Stored data:
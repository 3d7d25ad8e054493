use serde_json::Value;
use tabled::{builder::Builder, Table};

use super::{text, SCHEDULE_COLUMNS};

/// Format output as a table using the tabled crate.
pub fn print_table(value: &Value) {
    if let Some(report) = value.get("report") {
        print_verification(value, report);
    } else if let Some(entries) = value.get("entries").and_then(Value::as_array) {
        print_schedule(entries);
    } else {
        println!("{}", value);
    }
}

/// One row per installment, columns in wire order.
fn print_schedule(entries: &[Value]) {
    let mut builder = Builder::default();
    let mut header = vec!["#".to_string()];
    header.extend(SCHEDULE_COLUMNS.iter().map(|c| c.to_string()));
    builder.push_record(header);

    for (index, entry) in entries.iter().enumerate() {
        let mut row = vec![index.to_string()];
        row.extend(
            SCHEDULE_COLUMNS
                .iter()
                .map(|column| entry.get(*column).map(text).unwrap_or_default()),
        );
        builder.push_record(row);
    }

    println!("{}", Table::from(builder));
}

fn print_verification(value: &Value, report: &Value) {
    let duration = report.get("duration").map(text).unwrap_or_default();
    let expected_count = report.get("expected_count").map(text).unwrap_or_default();
    let actual_count = report.get("actual_count").map(text).unwrap_or_default();

    if report.get("count_ok").and_then(Value::as_bool) != Some(true) {
        println!(
            "Count check FAILED: computed {} installments for a duration of {} \
             (service sent {}); field checks skipped",
            expected_count, duration, actual_count
        );
        return;
    }

    let mut builder = Builder::default();
    builder.push_record(["field", "result", "detail"]);
    if let Some(fields) = report.get("fields").and_then(Value::as_array) {
        for field_report in fields {
            let field = field_report.get("field").map(text).unwrap_or_default();
            let passed = field_report.get("passed").and_then(Value::as_bool) == Some(true);
            let detail = if passed {
                String::new()
            } else {
                first_mismatch(field_report)
            };
            let result = if passed { "pass" } else { "FAIL" };
            builder.push_record([field.as_str(), result, detail.as_str()]);
        }
    }
    println!("{}", Table::from(builder));

    let verdict = if value.get("passed").and_then(Value::as_bool) == Some(true) {
        "PASSED"
    } else {
        "FAILED"
    };
    println!(
        "\nVerification {} ({} installments, annuity {})",
        verdict,
        duration,
        value.get("annuity").map(text).unwrap_or_default()
    );
}

fn first_mismatch(field_report: &Value) -> String {
    let mismatches = match field_report.get("mismatches").and_then(Value::as_array) {
        Some(m) if !m.is_empty() => m,
        _ => return String::new(),
    };
    let first = &mismatches[0];
    let rendered = format!(
        "index {}: expected {}, got {}",
        first.get("index").map(text).unwrap_or_default(),
        first
            .get("expected")
            .map(text)
            .filter(|s| !s.is_empty())
            .unwrap_or_else(|| "(missing)".into()),
        first
            .get("actual")
            .map(text)
            .filter(|s| !s.is_empty())
            .unwrap_or_else(|| "(missing)".into()),
    );
    if mismatches.len() > 1 {
        format!("{} (+{} more)", rendered, mismatches.len() - 1)
    } else {
        rendered
    }
}
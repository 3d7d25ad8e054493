use std::str::FromStr;

use chrono::NaiveDate;
use rust_decimal::Decimal;
use serde::de::{self, Deserializer, Visitor};
use serde::{Deserialize, Serialize, Serializer};

use crate::dates::{format_payment_date, parse_start_date};
use crate::error::LoanVerifyError;
use crate::rounding::render2;
use crate::LoanVerifyResult;

/// All monetary values. Decimal throughout; an f64 anywhere in the money
/// path would drift before rounding.
pub type Money = Decimal;

/// Annual nominal rates expressed as percentages (12 = 12%), matching the
/// loan service's wire format. Never as fractions.
pub type Rate = Decimal;

/// The loan parameters supplied by configuration, before the annuity is known.
#[derive(Debug, Clone, Serialize, Deserialize)]
pub struct LoanTerms {
    pub loan_amount: Money,
    pub nominal_rate: Rate,
    pub duration: u32,
    pub start_date: NaiveDate,
}

impl LoanTerms {
    /// Parse the four externally supplied loan parameters from their string
    /// form. Any parse failure is a fatal configuration error, raised before
    /// any collaborator call is made.
    pub fn parse(
        loan_amount: &str,
        nominal_rate: &str,
        duration: &str,
        start_date: &str,
    ) -> LoanVerifyResult<Self> {
        let loan_amount = Decimal::from_str(loan_amount.trim()).map_err(|e| {
            LoanVerifyError::Configuration {
                field: "loan_amount".into(),
                reason: e.to_string(),
            }
        })?;
        let nominal_rate = Decimal::from_str(nominal_rate.trim()).map_err(|e| {
            LoanVerifyError::Configuration {
                field: "nominal_rate".into(),
                reason: e.to_string(),
            }
        })?;
        let duration: u32 =
            duration
                .trim()
                .parse()
                .map_err(|e: std::num::ParseIntError| LoanVerifyError::Configuration {
                    field: "duration".into(),
                    reason: e.to_string(),
                })?;
        let start_date =
            parse_start_date(start_date.trim()).map_err(|e| LoanVerifyError::Configuration {
                field: "start_date".into(),
                reason: e.to_string(),
            })?;

        let terms = LoanTerms {
            loan_amount,
            nominal_rate,
            duration,
            start_date,
        };
        terms.validate()?;
        Ok(terms)
    }

    pub fn validate(&self) -> LoanVerifyResult<()> {
        if self.loan_amount <= Decimal::ZERO {
            return Err(LoanVerifyError::InvalidInput {
                field: "loan_amount".into(),
                reason: "Loan amount must be positive.".into(),
            });
        }
        if self.nominal_rate < Decimal::ZERO {
            return Err(LoanVerifyError::InvalidInput {
                field: "nominal_rate".into(),
                reason: "Nominal rate cannot be negative.".into(),
            });
        }
        if self.duration == 0 {
            return Err(LoanVerifyError::InvalidInput {
                field: "duration".into(),
                reason: "Duration must be at least one installment.".into(),
            });
        }
        Ok(())
    }

    /// Attach the externally computed annuity to form a complete parameter set.
    pub fn with_annuity(&self, annuity: Money) -> LoanParameters {
        LoanParameters {
            loan_amount: self.loan_amount,
            nominal_rate: self.nominal_rate,
            duration: self.duration,
            start_date: self.start_date,
            annuity,
        }
    }
}

/// Complete, immutable input to the schedule calculator: the configured loan
/// terms plus the fixed periodic payment computed by the loan service.
#[derive(Debug, Clone, Serialize, Deserialize)]
pub struct LoanParameters {
    pub loan_amount: Money,
    pub nominal_rate: Rate,
    pub duration: u32,
    pub start_date: NaiveDate,
    pub annuity: Money,
}

/// One installment of the expected amortization schedule.
///
/// Monetary fields serialize as fixed two-fractional-digit strings and the
/// payment date as `YYYY-MM-DDT00:00:00Z`, matching the comparison format.
#[derive(Debug, Clone, Serialize)]
#[serde(rename_all = "camelCase")]
pub struct ScheduleEntry {
    #[serde(serialize_with = "ser_money2")]
    pub initial_outstanding_principal: Money,
    #[serde(serialize_with = "ser_money2")]
    pub interest: Money,
    #[serde(serialize_with = "ser_money2")]
    pub principal: Money,
    #[serde(serialize_with = "ser_money2")]
    pub borrower_payment_amount: Money,
    #[serde(serialize_with = "ser_money2")]
    pub remaining_outstanding_principal: Money,
    #[serde(rename = "date", serialize_with = "ser_payment_date")]
    pub payment_date: NaiveDate,
}

impl ScheduleEntry {
    /// The comparison string for one field of this entry.
    pub fn rendered(&self, field: PlanField) -> String {
        match field {
            PlanField::InitialOutstandingPrincipal => render2(self.initial_outstanding_principal),
            PlanField::Interest => render2(self.interest),
            PlanField::Principal => render2(self.principal),
            PlanField::BorrowerPaymentAmount => render2(self.borrower_payment_amount),
            PlanField::RemainingOutstandingPrincipal => {
                render2(self.remaining_outstanding_principal)
            }
            PlanField::PaymentDate => format_payment_date(self.payment_date),
        }
    }
}

fn ser_money2<S: Serializer>(value: &Money, serializer: S) -> Result<S::Ok, S::Error> {
    serializer.serialize_str(&render2(*value))
}

fn ser_payment_date<S: Serializer>(date: &NaiveDate, serializer: S) -> Result<S::Ok, S::Error> {
    serializer.serialize_str(&format_payment_date(*date))
}

/// The six compared fields of a repayment plan.
#[derive(Debug, Clone, Copy, PartialEq, Eq, Serialize, Deserialize)]
#[serde(rename_all = "camelCase")]
pub enum PlanField {
    BorrowerPaymentAmount,
    PaymentDate,
    InitialOutstandingPrincipal,
    Interest,
    Principal,
    RemainingOutstandingPrincipal,
}

impl PlanField {
    pub const ALL: [PlanField; 6] = [
        PlanField::BorrowerPaymentAmount,
        PlanField::PaymentDate,
        PlanField::InitialOutstandingPrincipal,
        PlanField::Interest,
        PlanField::Principal,
        PlanField::RemainingOutstandingPrincipal,
    ];

    /// Key of this field in the loan service's plan JSON.
    pub fn wire_name(&self) -> &'static str {
        match self {
            PlanField::BorrowerPaymentAmount => "borrowerPaymentAmount",
            PlanField::PaymentDate => "date",
            PlanField::InitialOutstandingPrincipal => "initialOutstandingPrincipal",
            PlanField::Interest => "interest",
            PlanField::Principal => "principal",
            PlanField::RemainingOutstandingPrincipal => "remainingOutstandingPrincipal",
        }
    }

    /// Whether the final installment is excluded from this field's check.
    ///
    /// The calculator does not model the balloon/rounding adjustment of the
    /// last payment, so the three fields it distorts skip their last element.
    pub fn excludes_final(&self) -> bool {
        matches!(
            self,
            PlanField::BorrowerPaymentAmount
                | PlanField::RemainingOutstandingPrincipal
                | PlanField::Principal
        )
    }
}

impl std::fmt::Display for PlanField {
    fn fmt(&self, f: &mut std::fmt::Formatter<'_>) -> std::fmt::Result {
        f.write_str(self.wire_name())
    }
}

/// One row of the externally generated plan, kept in its wire (string) form.
/// Values arriving as JSON numbers are captured as their textual rendering.
#[derive(Debug, Clone, Serialize, Deserialize)]
#[serde(rename_all = "camelCase")]
pub struct ActualPlanRow {
    #[serde(deserialize_with = "de_text")]
    pub date: String,
    #[serde(deserialize_with = "de_text")]
    pub borrower_payment_amount: String,
    #[serde(deserialize_with = "de_text")]
    pub initial_outstanding_principal: String,
    #[serde(deserialize_with = "de_text")]
    pub interest: String,
    #[serde(deserialize_with = "de_text")]
    pub principal: String,
    #[serde(deserialize_with = "de_text")]
    pub remaining_outstanding_principal: String,
}

/// The ordered plan fetched from the loan service.
#[derive(Debug, Clone, Default, Serialize, Deserialize)]
#[serde(transparent)]
pub struct ActualPlan(pub Vec<ActualPlanRow>);

impl ActualPlan {
    pub fn len(&self) -> usize {
        self.0.len()
    }

    pub fn is_empty(&self) -> bool {
        self.0.is_empty()
    }

    /// The ordered comparison strings of one field across all rows.
    pub fn field_values(&self, field: PlanField) -> Vec<String> {
        self.0
            .iter()
            .map(|row| match field {
                PlanField::BorrowerPaymentAmount => row.borrower_payment_amount.clone(),
                PlanField::PaymentDate => row.date.clone(),
                PlanField::InitialOutstandingPrincipal => {
                    row.initial_outstanding_principal.clone()
                }
                PlanField::Interest => row.interest.clone(),
                PlanField::Principal => row.principal.clone(),
                PlanField::RemainingOutstandingPrincipal => {
                    row.remaining_outstanding_principal.clone()
                }
            })
            .collect()
    }
}

/// Accept a JSON string or number as text, preserving strings verbatim.
pub(crate) fn de_text<'de, D: Deserializer<'de>>(deserializer: D) -> Result<String, D::Error> {
    struct TextVisitor;

    impl Visitor<'_> for TextVisitor {
        type Value = String;

        fn expecting(&self, f: &mut std::fmt::Formatter) -> std::fmt::Result {
            f.write_str("a string or number")
        }

        fn visit_str<E: de::Error>(self, v: &str) -> Result<String, E> {
            Ok(v.to_owned())
        }

        fn visit_u64<E: de::Error>(self, v: u64) -> Result<String, E> {
            Ok(v.to_string())
        }

        fn visit_i64<E: de::Error>(self, v: i64) -> Result<String, E> {
            Ok(v.to_string())
        }

        fn visit_f64<E: de::Error>(self, v: f64) -> Result<String, E> {
            Ok(v.to_string())
        }
    }

    deserializer.deserialize_any(TextVisitor)
}

/// Accept a JSON string or number as an exact Decimal.
pub(crate) fn de_decimal<'de, D: Deserializer<'de>>(deserializer: D) -> Result<Decimal, D::Error> {
    let text = de_text(deserializer)?;
    Decimal::from_str(&text).map_err(de::Error::custom)
}
//! Axis-aligned bounds in world coordinates.
//!
//! Unlike `geo::Rect`, a [`Bounds`] does not normalize its corners:
//! `left` may exceed `right` and `bottom` may exceed `top`, representing an
//! inverted axis (for example a Y axis that increases downward). All
//! derived quantities are inversion-aware.

use geo::Rect;
use serde::{Deserialize, Serialize};

/// An axis-aligned rectangle whose axes may be inverted.
///
/// # Examples
///
/// ```
/// use tilebin::Bounds;
///
/// // A screen-style extent with Y increasing downward.
/// let bounds = Bounds::new(0.0, 4096.0, 4096.0, 0.0);
/// assert!(bounds.bottom > bounds.top);
/// assert_eq!(bounds.min_y(), 0.0);
/// assert_eq!(bounds.range_y(), 4096.0);
/// ```
#[derive(Debug, Clone, Copy, PartialEq, Serialize, Deserialize)]
pub struct Bounds {
    pub left: f64,
    pub right: f64,
    pub bottom: f64,
    pub top: f64,
}

impl Bounds {
    /// Create bounds from the four edge coordinates, preserving axis order.
    pub fn new(left: f64, right: f64, bottom: f64, top: f64) -> Self {
        Self {
            left,
            right,
            bottom,
            top,
        }
    }

    /// Numerically smallest x edge.
    pub fn min_x(&self) -> f64 {
        self.left.min(self.right)
    }

    /// Numerically largest x edge.
    pub fn max_x(&self) -> f64 {
        self.left.max(self.right)
    }

    /// Numerically smallest y edge.
    pub fn min_y(&self) -> f64 {
        self.bottom.min(self.top)
    }

    /// Numerically largest y edge.
    pub fn max_y(&self) -> f64 {
        self.bottom.max(self.top)
    }

    /// Non-negative width, regardless of axis inversion.
    pub fn range_x(&self) -> f64 {
        (self.right - self.left).abs()
    }

    /// Non-negative height, regardless of axis inversion.
    pub fn range_y(&self) -> f64 {
        (self.top - self.bottom).abs()
    }

    /// Whether the x axis is inverted (`left > right`).
    pub fn x_inverted(&self) -> bool {
        self.left > self.right
    }

    /// Whether the y axis is inverted (`bottom > top`).
    pub fn y_inverted(&self) -> bool {
        self.bottom > self.top
    }

    /// Whether all four edges are finite.
    pub fn is_finite(&self) -> bool {
        self.left.is_finite()
            && self.right.is_finite()
            && self.bottom.is_finite()
            && self.top.is_finite()
    }

    /// Convert to a normalized `geo::Rect`, losing axis-inversion
    /// information. Useful for intersecting with `geo` types.
    pub fn to_rect(&self) -> Rect {
        Rect::new(
            geo::coord! { x: self.min_x(), y: self.min_y() },
            geo::coord! { x: self.max_x(), y: self.max_y() },
        )
    }
}

#[cfg(test)]
mod tests {
    use super::*;

    #[test]
    fn test_ranges_ignore_inversion() {
        let normal = Bounds::new(-1.0, 1.0, -1.0, 1.0);
        let flipped = Bounds::new(1.0, -1.0, 1.0, -1.0);

        assert_eq!(normal.range_x(), 2.0);
        assert_eq!(flipped.range_x(), 2.0);
        assert_eq!(normal.range_y(), 2.0);
        assert_eq!(flipped.range_y(), 2.0);

        assert_eq!(flipped.min_x(), -1.0);
        assert_eq!(flipped.max_x(), 1.0);
    }

    #[test]
    fn test_inversion_flags() {
        let bounds = Bounds::new(0.0, 256.0, 256.0, 0.0);
        assert!(!bounds.x_inverted());
        assert!(bounds.y_inverted());
    }

    #[test]
    fn test_to_rect_normalizes() {
        let bounds = Bounds::new(1.0, -1.0, 1.0, -1.0);
        let rect = bounds.to_rect();
        assert_eq!(rect.min().x, -1.0);
        assert_eq!(rect.max().y, 1.0);
    }
}
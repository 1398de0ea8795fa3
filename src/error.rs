//! Error types for tile geometry, binning, and LOD encoding.

use thiserror::Error;

/// Crate-wide result alias.
pub type Result<T> = std::result::Result<T, TileError>;

/// Errors produced by the tiling core.
///
/// The core never retries and never logs failures; every error is returned
/// to the caller to be mapped to user-visible behavior by the response
/// layer.
#[derive(Debug, Error)]
pub enum TileError {
    /// An input violated its contract (non-positive resolution, degenerate
    /// world extent, out-of-range tile address). Never silently corrected,
    /// since any correction would change which pixels a tile represents.
    #[error("invalid input: {0}")]
    InvalidInput(String),

    /// A raw aggregate or point row could not be interpreted as the
    /// expected shape. The whole batch fails; partial grids are discarded.
    #[error("failed to decode row: {0}")]
    RowDecode(String),

    /// Payload serialization failed.
    #[error("serialization error: {0}")]
    Serialization(#[from] serde_json::Error),
}
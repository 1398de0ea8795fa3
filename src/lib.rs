//! Spatial-indexing core for map-like tile servers: tile addressing,
//! bivariate binning, and Morton-order LOD point encoding.
//!
//! A continuous 2-D world extent is subdivided into a quad-tree of tiles.
//! For each requested tile the raw data inside it is reduced to either a
//! dense fixed-resolution grid (aggregate tiles) or a progressively
//! refinable point buffer (micro tiles). Backends differ in how they fetch
//! rows; everything here is pure computation on already-materialized data.
//!
//! ```rust
//! use tilebin::{AggregateRow, BinningPlan, Bounds, TileCoord, assemble_grid};
//!
//! let extent = Bounds::new(0.0, 100.0, 0.0, 100.0);
//! let plan = BinningPlan::new(&TileCoord::new(0, 0, 0), &extent, 4)?;
//!
//! let rows = vec![
//!     AggregateRow::new(10, 10, 5.0),
//!     AggregateRow::new(10, 10, 3.0),
//!     AggregateRow::new(90, 90, 2.0),
//! ];
//! let grid = assemble_grid(&rows, &plan);
//! assert_eq!(grid[0], 8.0);
//! assert_eq!(grid[15], 2.0);
//! # Ok::<(), tilebin::TileError>(())
//! ```

pub mod binning;
pub mod config;
pub mod error;
pub mod geometry;
pub mod tile;

pub use error::{Result, TileError};

pub use geometry::Bounds;

pub use binning::{
    FractionalTileCoord, TileCoord, coord_to_fractional_tile, get_tile_bounds,
    bivariate::{
        AggregateRow, BinningPlan, assemble_grid, assemble_grid_from_values, decode_rows,
        merge_grids, value_to_bin,
    },
};

pub use tile::{AttributeRecord, LodResult, MicroTile, compute_lod, morton, reorder};

pub use config::TilingConfig;

pub const VERSION: &str = env!("CARGO_PKG_VERSION");

/// Common imports
pub mod prelude {

    pub use crate::{Result, TileError};

    pub use crate::{Bounds, FractionalTileCoord, TileCoord};

    pub use crate::{coord_to_fractional_tile, get_tile_bounds};

    pub use crate::{AggregateRow, BinningPlan, assemble_grid, merge_grids};

    pub use crate::{AttributeRecord, LodResult, MicroTile};

    pub use crate::TilingConfig;
}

» **DESCRIPTION OF THE TASK**
Please return every line in the data that includes the string "world".

» **REPLY TO THE EXERCISE**
//! Axis-aligned bounds in world coordinates.
    /// world extent, out-of-range tile address). Never silently corrected,
//! A continuous 2-D world extent is subdivided into a quad-tree of tiles.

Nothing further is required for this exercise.